- EXERCISE DETAILS
Set down every entry exactly as it was written.

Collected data
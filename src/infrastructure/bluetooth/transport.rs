//! Transport boundary.
//!
//! The GATT connection itself lives outside this crate. Sessions only need to
//! write a packet to one lens and receive the notifications it sends back.

use crate::domain::error::TransportError;
use crate::domain::models::Side;
use tokio::sync::mpsc;

/// Byte pipe to both lenses, addressed by [`Side`].
///
/// `write` must not deliver notifications synchronously: responses are
/// expected on the stream returned by `subscribe_notify`, after `write` has
/// returned.
pub trait Transport: Send + Sync + 'static {
    fn write(&self, side: Side, packet: &[u8]) -> Result<(), TransportError>;

    /// Stream of notification payloads from the UART RX characteristic.
    fn subscribe_notify(&self, side: Side)
        -> Result<mpsc::UnboundedReceiver<Vec<u8>>, TransportError>;

    fn is_connected(&self, side: Side) -> bool;

    fn request_mtu(&self, side: Side, mtu: u16) -> Result<(), TransportError>;
}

- TASK RESPONSE
filename src/infrastructure/bluetooth/transport.rs
//! Transport boundary.
//!
//! The GATT connection itself lives outside this crate. Sessions only need to
//! write a packet to one lens and receive the notifications it sends back.

use crate::domain::error::TransportError;
use crate::domain::models::Side;
use tokio::sync::mpsc;

/// Byte pipe to both lenses, addressed by [`Side`].
///
/// `write` must not deliver notifications synchronously: responses are
/// expected on the stream returned by `subscribe_notify`, after `write` has
/// returned.
pub trait Transport: Send + Sync + 'static {
    fn write(&self, side: Side, packet: &[u8]) -> Result<(), TransportError>;

    /// Stream of notification payloads from the UART RX characteristic.
    fn subscribe_notify(&self, side: Side)
        -> Result<mpsc::UnboundedReceiver<Vec<u8>>, TransportError>;

    fn is_connected(&self, side: Side) -> bool;

    fn request_mtu(&self, side: Side, mtu: u16) -> Result<(), TransportError>;
}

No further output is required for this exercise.